NEW YORK (CNNMoney.com) -
A new treatment for hyperactive kids could come in the form of a skin patch, not a pill.
Noven Pharmaceutical, a Miami-based drug maker specializing in skin patches, is awaiting a regulatory decision on Methypatch, a transdermal treatment for attention-deficit hyperactivity disorder that it filed with the Food and Drug Administration.
An FDA advisory committee will vote on Friday whether to recommend approval of Methypatch for the treatment of ADHD. This is not the same thing as a final decision, but the FDA usually follows the advice of its expert advisory panels.
Noven (down $0.21 to $13.51, Research), which has several estrogen patches on the market, has a lot riding on the FDA's decision.
Michael Krensavage, analyst for Raymond James & Associates, estimated that approval from the FDA would push up Noven stock price by $8 a share, but a negative decision could shave $3 off the shares, which closed Wednesday at about $13.51 on Nasdaq.
"That's a bet we like," wrote Krensavage in a recent market report.
Krensavage upgraded Noven to "strong buy" on Sept. 30, two days after regulators refused to approve the company's generic version of a painkiller patch. The refusal triggered a 16 percent plunge in Noven stock, and prompting Krensavage's upgrade.
The failure of the generic pain patch leaves investors "paying little for the company's next potential product, a patch version of methylphenidate," Krensavage wrote. Methylphenidate is the active ingredient in Ritalin and Concerta, pills for attention deficit disorder, an estimated $1 billion market.

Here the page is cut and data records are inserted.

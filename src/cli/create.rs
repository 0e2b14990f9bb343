//! CLI entry-point for commissioning a survey.

use std::fs;

use anyhow::{Context, Result};
use clap::Args as ClapArgs;
use serde_json::json;
use tracing::{info, instrument};

use crate::{api::types::CreateSurveyRequest, config::Settings, pricing};

/// Args for the `create` sub-command.
#[derive(Debug, Clone, ClapArgs)]
pub struct Args {
    /// Path to a survey definition JSON document.
    #[arg(long)]
    pub file: String,
    /// Only print the quote, without submitting.
    #[arg(long)]
    pub dry_run: bool,
}

#[instrument(skip(args, settings))]
pub async fn run(args: Args, settings: Settings) -> Result<()> {
    let raw = fs::read_to_string(&args.file).with_context(|| format!("read {}", args.file))?;
    let request: CreateSurveyRequest = serde_json::from_str(&raw)?;

    let quote = pricing::point_quote(
        request.questions.len() as i64,
        request.max_response,
        request.reward as f64,
    );
    info!(
        total = quote.total,
        fee = quote.fee,
        "quoted point budget for draft"
    );

    if args.dry_run {
        return super::print_json(&quote);
    }

    let api = super::build_client(&settings)?;
    let survey = api.create_survey(&request).await?;
    super::print_json(&json!({ "survey": survey, "quote": quote }))
}
use formpoint::config::Settings;

fn settings_with_api(api_base_url: &str) -> Settings {
    Settings {
        api_base_url: api_base_url.to_string(),
        payment_base_url: "http://localhost:8081/api/v1".to_string(),
        payment_client_key: None,
        access_token: None,
    }
}

#[test]
fn ws_endpoint_strips_the_rest_prefix() {
    let settings = settings_with_api("http://localhost:8080/api/v1");
    assert_eq!(settings.ws_url(), "ws://localhost:8080/ws");
}

#[test]
fn ws_endpoint_upgrades_https_to_wss() {
    let settings = settings_with_api("https://api.formpoint.example/api/v1");
    assert_eq!(settings.ws_url(), "wss://api.formpoint.example/ws");
}
//! CLI entry-point for signing in.

use anyhow::Result;
use clap::Args as ClapArgs;
use tracing::{info, instrument};

use crate::{api::types::LoginRequest, config::Settings};

/// Args for the `login` sub-command.
#[derive(Debug, Clone, ClapArgs)]
pub struct Args {
    /// Account username.
    #[arg(long)]
    pub username: String,
    /// Account password.
    #[arg(long)]
    pub password: String,
}

#[instrument(skip(args, settings))]
pub async fn run(args: Args, settings: Settings) -> Result<()> {
    let api = super::build_client(&settings)?;
    let response = api
        .login(&LoginRequest {
            username: args.username,
            password: args.password,
        })
        .await?;

    info!(user = %response.username, "signed in; export FORMPOINT_ACCESS_TOKEN to reuse the token");
    super::print_json(&response)
}
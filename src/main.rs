//! Entry point wiring CLI dispatch to the client toolkit.

use anyhow::Result;
use formpoint::{cli::Cli, config::Settings, logging};
use tracing::debug;

#[tokio::main]
async fn main() -> Result<()> {
    logging::init_tracing()?;
    let settings = Settings::load()?;
    let cli = Cli::parse();

    debug!(?cli, "starting command");
    cli.dispatch(settings).await
}
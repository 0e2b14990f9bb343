//! CLI entry-point for survey statistics.

use anyhow::Result;
use clap::{Args as ClapArgs, Subcommand};
use tracing::instrument;

use crate::{api::types::SubjectiveFilter, config::Settings};

/// Args for the `stats` sub-command.
#[derive(Debug, Clone, ClapArgs)]
pub struct Args {
    #[command(subcommand)]
    pub action: Action,
}

#[derive(Debug, Clone, Subcommand)]
pub enum Action {
    /// Participation snapshot with demographic distributions.
    Participants { survey_id: i64 },
    /// Per-question answer statistics.
    Answers { survey_id: i64 },
    /// Demographics of respondents who picked one choice.
    Choice {
        survey_id: i64,
        /// Question number within the survey.
        #[arg(long)]
        question: i64,
        /// Choice number within the question.
        #[arg(long)]
        choice: i64,
    },
    /// Subjective answers for one question, filtered and paged.
    Subjective {
        survey_id: i64,
        /// Question number within the survey.
        #[arg(long)]
        question: i64,
        #[arg(long)]
        work_type: Option<String>,
        #[arg(long)]
        age_group: Option<String>,
        #[arg(long)]
        gender: Option<String>,
        #[arg(long)]
        page: Option<i64>,
        #[arg(long)]
        size: Option<i64>,
    },
    /// Refund breakdown before closing a survey.
    Refund { survey_id: i64 },
}

#[instrument(skip(args, settings))]
pub async fn run(args: Args, settings: Settings) -> Result<()> {
    let api = super::build_client(&settings)?;
    match args.action {
        Action::Participants { survey_id } => {
            super::print_json(&api.participant_statistics(survey_id).await?)
        }
        Action::Answers { survey_id } => {
            super::print_json(&api.answer_statistics(survey_id).await?)
        }
        Action::Choice {
            survey_id,
            question,
            choice,
        } => super::print_json(&api.choice_participants(survey_id, question, choice).await?),
        Action::Subjective {
            survey_id,
            question,
            work_type,
            age_group,
            gender,
            page,
            size,
        } => {
            let filter = SubjectiveFilter {
                work_type,
                age_group,
                gender,
                page,
                size,
            };
            super::print_json(&api.subjective_answers(survey_id, question, &filter).await?)
        }
        Action::Refund { survey_id } => super::print_json(&api.refund_preview(survey_id).await?),
    }
}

David Steinberg, analyst for Deutsche Bank North America, said he was "counting on 2-to-1 odds, in favor of a positive vote" from the advisory panel.
He said Methypatch has demonstrated in clinical trials that it is an effective drug, and could be used by children who have difficulty swallowing pills.
But Ken Trbovich of RBC Capital Markets, who rates Noven neutral, said Methypatch could have a tough time getting past the FDA because it does not offer any new medical benefit that would outweigh possible side effects.
"If there is any problem with safety risks, the panel is not likely to approve the product," said Trbovich, noting that the active compound, methylphenidate, is a controlled substance.
Methylphenidate, a stimulant affecting the nervous system, is the same compound used in Ritalin, which has been off-patent for many years, and Johnson & Johnson's (down $0.25 to $61.75, Research) Concerta. Novartis (down $0.41 to $52.40, Research) currently markets methylphenidate as an extended-release, once-daily pill under the brand name Ritalin LA.
Methylphenidate is sometimes abused for its euphoric effects, according to the National Institutes of Health, and abusers have been known to chop up the pills and snort them.
ADHD affects up to 5 percent of children in the United States, according to the National Institute of Health. Children with the disorder show patterns of increased activity, impulsive behavior and inattention.